Wednesday, November 26, 2008

Begging for Photons Part II: Finding the limit


So some poking about on websites has yielded some results... First, getting information out of NASA is definitely a “wheat from the chaff” kinda operation. NASA documentation is a bewildering blizzard of information presented in a format that probably made sense to the instrument designers, but is not end-user friendly. Eventually I managed to random-walk my way to an exposure-time calculator.

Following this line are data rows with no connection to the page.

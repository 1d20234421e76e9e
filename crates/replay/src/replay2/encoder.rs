use blockstack_types::ScoringAction;
use log::{debug, error};

use super::frame::{Frame, FrameType, ScoreEntry};
use super::state::ReplayState;
use super::{Replay2Config, FULL_FRAME_INTERVAL};
use crate::bitstream::{BitReader, BitWriter};
use crate::error::{CodecError, CodecResult};

/// Builds a Replay2 stream from successive visible states.
///
/// Every emitted frame is read back from the bit stream and applied to a
/// shadow state; if that no longer matches the captured state the frame is
/// rejected with [`CodecError::Drift`].
#[derive(Debug, Clone)]
pub struct Replay2Encoder {
    config: Replay2Config,
    writer: BitWriter,
    frames: usize,
    last_t: Option<u32>,
    last_full: Option<u32>,
    decoded: ReplayState,
    sounds: Vec<u8>,
    score: Vec<ScoreEntry>,
}

impl Replay2Encoder {
    pub fn new(config: Replay2Config) -> Self {
        Self {
            config,
            writer: BitWriter::new(),
            frames: 0,
            last_t: None,
            last_full: None,
            decoded: ReplayState::default(),
            sounds: Vec::new(),
            score: Vec::new(),
        }
    }

    pub fn config(&self) -> &Replay2Config {
        &self.config
    }

    pub fn config_mut(&mut self) -> &mut Replay2Config {
        &mut self.config
    }

    /// Frames written so far.
    pub fn frame_count(&self) -> usize {
        self.frames
    }

    /// State a decoder holds after the frames written so far.
    pub fn state(&self) -> &ReplayState {
        &self.decoded
    }

    /// Queue a sound for the next frame.
    pub fn push_sound(&mut self, sound_id: u8) {
        self.sounds.push(sound_id);
    }

    /// Queue a score event for the next frame. Counted events of the same
    /// kind are merged.
    pub fn push_score(&mut self, action: ScoringAction, count: u16) {
        if action.has_count() {
            if let Some(entry) = self.score.iter_mut().find(|e| e.action == action) {
                entry.count = entry.count.saturating_add(count);
                return;
            }
        }
        self.score.push(ScoreEntry { action, count });
    }

    /// Record `state` at `t`. Returns whether a frame was written.
    ///
    /// Times earlier than the previous frame are clamped to it. A DIFF frame
    /// with no changes and no pending events is skipped.
    pub fn capture(&mut self, t: u32, state: &ReplayState) -> CodecResult<bool> {
        let t = self.last_t.map_or(t, |last| t.max(last));
        let mut target = state.clone();
        target.normalize();

        let full = self
            .last_full
            .map_or(true, |last| t - last >= FULL_FRAME_INTERVAL);
        let mut frame = if full {
            Frame::full(t, &target)
        } else {
            Frame::diff(t, &self.decoded, &target)
        };
        frame.sounds = self.sounds.clone();
        frame.score = self.score.clone();
        if frame.kind == FrameType::Diff && frame.is_empty() {
            return Ok(false);
        }

        let start = self.writer.len_bits();
        let shadow = match self.write_checked(&frame, start, &target) {
            Ok(shadow) => shadow,
            Err(err) => {
                self.writer.truncate(start);
                return Err(err);
            }
        };

        self.decoded = shadow;
        self.frames += 1;
        self.last_t = Some(t);
        if full {
            debug!("replay2 full frame at {t} ms");
            self.last_full = Some(t);
        }
        self.sounds.clear();
        self.score.clear();
        Ok(true)
    }

    /// Append `frame` and read it back from `start`, returning the decoded
    /// state once it matches `target`.
    fn write_checked(
        &mut self,
        frame: &Frame,
        start: usize,
        target: &ReplayState,
    ) -> CodecResult<ReplayState> {
        frame.write(&mut self.writer, self.last_t)?;

        let mut reader = BitReader::new(self.writer.as_bytes());
        reader.skip(start)?;
        let echoed = Frame::read(&mut reader, self.last_t)?;
        let mut shadow = self.decoded.clone();
        shadow.apply(&echoed)?;
        if shadow != *target {
            error!("replay2 drift at {} ms, frame {:?}", frame.timestamp, frame.kind);
            return Err(CodecError::Drift {
                timestamp: frame.timestamp,
            });
        }
        Ok(shadow)
    }

    pub fn finish(self) -> (Replay2Config, Vec<u8>) {
        (self.config, self.writer.into_bytes())
    }
}

#[cfg(test)]
mod tests {
    use super::*;
    use crate::replay2::{decode, CurrentBlock, Property};
    use crate::piece::Position;
    use blockstack_types::{PieceKind, PieceRef, Rotation};

    fn state() -> ReplayState {
        let mut state = ReplayState::default();
        state.current = Some(CurrentBlock {
            piece: PieceRef::standard(PieceKind::T),
            position: Position {
                x: 3,
                y: 0,
                rotation: Rotation::North,
            },
        });
        state.queue = vec![PieceRef::standard(PieceKind::I)];
        state
    }

    #[test]
    fn unchanged_states_are_skipped() {
        let mut encoder = Replay2Encoder::new(Replay2Config::default());
        assert!(encoder.capture(0, &state()).unwrap());
        assert!(!encoder.capture(16, &state()).unwrap());
        encoder.push_sound(2);
        assert!(encoder.capture(32, &state()).unwrap());
        assert_eq!(encoder.frame_count(), 2);
    }

    #[test]
    fn counted_scores_merge() {
        let mut encoder = Replay2Encoder::new(Replay2Config::default());
        encoder.push_score(ScoringAction::SoftDrop, 3);
        encoder.push_score(ScoringAction::SoftDrop, 2);
        encoder.push_score(ScoringAction::Clear2, 1);
        encoder.capture(0, &state()).unwrap();
        let (_, bytes) = encoder.finish();
        let frames = decode(&bytes).unwrap();
        assert_eq!(
            frames[0].score,
            vec![
                ScoreEntry {
                    action: ScoringAction::SoftDrop,
                    count: 5
                },
                ScoreEntry {
                    action: ScoringAction::Clear2,
                    count: 1
                },
            ]
        );
    }

    #[test]
    fn keyframes_are_forced_by_interval() {
        let mut encoder = Replay2Encoder::new(Replay2Config::default());
        let mut current = state();
        for (i, t) in [0, 20_000, 32_766, 32_767, 40_000].into_iter().enumerate() {
            if let Some(block) = current.current.as_mut() {
                block.position.y = i as i8;
            }
            encoder.capture(t, &current).unwrap();
        }
        let (_, bytes) = encoder.finish();
        let kinds: Vec<_> = decode(&bytes).unwrap().iter().map(|f| f.kind).collect();
        assert_eq!(
            kinds,
            [
                FrameType::Full,
                FrameType::Diff,
                FrameType::Diff,
                FrameType::Full,
                FrameType::Diff
            ]
        );
    }

    #[test]
    fn oversized_queue_is_rejected_without_writing() {
        let mut encoder = Replay2Encoder::new(Replay2Config::default());
        encoder.capture(0, &state()).unwrap();
        let mut long = state();
        long.queue = vec![PieceRef::standard(PieceKind::O); 16];
        assert!(matches!(
            encoder.capture(10, &long),
            Err(CodecError::ValueOutOfRange {
                field: "queue length",
                ..
            })
        ));
        assert_eq!(encoder.frame_count(), 1);
        assert_eq!(encoder.state(), &state());

        let mut clean = Replay2Encoder::new(Replay2Config::default());
        clean.capture(0, &state()).unwrap();
        let mut moved = state();
        moved.queue.push(PieceRef::standard(PieceKind::O));
        encoder.capture(20, &moved).unwrap();
        clean.capture(20, &moved).unwrap();
        assert_eq!(encoder.finish().1, clean.finish().1);
    }

    #[test]
    fn long_captions_are_cut_before_comparison() {
        let mut encoder = Replay2Encoder::new(Replay2Config::default());
        let mut captioned = state();
        captioned.set_caption(1, Some("x".repeat(300)));
        encoder.capture(0, &captioned).unwrap();
        let frames = decode(&encoder.clone().finish().1).unwrap();
        assert!(frames[0].has(Property::CaptionChange));
        assert_eq!(encoder.state().captions[&1].len(), 255);
    }
}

And this is where I typically meet my second challenge. The late-time spectra of supernovae are weird. They are dominated by line emission, but the lines are actually quite wide, something like about 1/10th of the spectral width of broad band photometric filters in the NIR. (Roughly 600 Angstroms or so for a line near 1.64 microns for the gear-heads out there). Now for several years I’ve been estimating the strength of the late-time emission lines in SNe Ia by extrapolating Peter Meikle’s absolute IR light curves from 100 days post max to the epoch of observation at around 1 year. For the extrapolation I assume that the late-time light curve fades at a rate consistent with the 77 day half-life of Cobalt-56, which is the dominant energy source in the ejecta. This gives me a rough H-band magnitude for the late-time epoch, and has been OK at predicting the strength of the emission, though I haven’t rigorously tested how accurate this is. (Probably not that accurate, I’d guess, but I don’t really have any other method).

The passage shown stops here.